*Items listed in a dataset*
<<<<

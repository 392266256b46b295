//! Stylesheet and markup injected into the pager container

use crate::config::{ControlSet, GlyphSet};
use crate::render::Control;

/// Id suffix of the shared stylesheet; one copy per document.
pub const STYLESHEET_ID: &str = "curvy-tabs-pager";

pub const STYLESHEET: &str = r#"
.curvy-tabs-container iframe {
    position: absolute;
    top: 0;
    left: 0;
    width: 100%;
    height: calc(100% + 16px);
    border: 0;
}
.page-number {
    display: inline-block;
    width: 2em;
    text-align: center;
}
.page-slider {
    margin-left: .5em;
    width: 50px;
    vertical-align: middle;
}
.page-button {
    color: #d8d8d8;
    user-select: none;
    cursor: pointer;
    border: 1px solid transparent;
    border-radius: 5px;
    padding: 3px 5px 1px 5px;
}
.page-button-enabled-first, .page-button-enabled-prev,
.page-button-enabled-next, .page-button-enabled-last {
    color: black;
}
.page-button-enabled:hover, .page-button-enabled:active {
    border: 1px solid grey;
}
.page-button-enabled-first:active, .page-button-enabled-prev:active {
    padding-left: 3px;
    padding-right: 7px;
}
.page-button-enabled-next:active, .page-button-enabled-last:active {
    padding-left: 7px;
    padding-right: 3px;
}
"#;

impl GlyphSet {
    pub fn glyph(self, control: Control) -> &'static str {
        match (self, control) {
            (GlyphSet::Triangles, Control::First) => "&#x23ee;",
            (GlyphSet::Triangles, Control::Previous) => "&#x25c0;",
            (GlyphSet::Triangles, Control::Next) => "&#x25ba;",
            (GlyphSet::Triangles, Control::Last) => "&#x23ed;",
            (GlyphSet::Ascii, Control::First) => "|&lt;",
            (GlyphSet::Ascii, Control::Previous) => "&lt;",
            (GlyphSet::Ascii, Control::Next) => "&gt;",
            (GlyphSet::Ascii, Control::Last) => "&gt;|",
        }
    }
}

fn title(control: Control) -> &'static str {
    match control {
        Control::First => "Click to go to first page",
        Control::Previous => "Click to go to previous page (or press left-arrow key)",
        Control::Next => "Click to go to next page (or press right-arrow key)",
        Control::Last => "Click to go to last page",
    }
}

fn button(out: &mut String, control: Control, glyphs: GlyphSet) {
    out.push_str(&format!(
        "<span class=\"page-button page-button-enabled\" data-control=\"{}\" title=\"{}\">{}</span>\n",
        control.key(),
        title(control),
        glyphs.glyph(control),
    ));
}

/// Buttons, range control and counters, in visual order.
pub fn markup(controls: ControlSet, glyphs: GlyphSet, max_page: u32) -> String {
    let mut out = String::from("\n");
    let (backward, forward): (Vec<Control>, Vec<Control>) =
        controls.controls().iter().copied().partition(|c| c.is_backward());

    for control in backward {
        button(&mut out, control, glyphs);
    }
    out.push_str(&format!(
        "Page <input class=\"page-slider\" type=\"range\" min=\"1\" max=\"{}\" value=\"1\">\n",
        max_page
    ));
    out.push_str("<b class=\"page-number\"></b> of <b class=\"page-number\"></b>\n");
    for control in forward {
        button(&mut out, control, glyphs);
    }
    out
}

>>>>

*WORK INSTRUCTIONS*
Determine how many lines of the entries hold "title", and reply with that number only.

*FINAL ANSWER*
3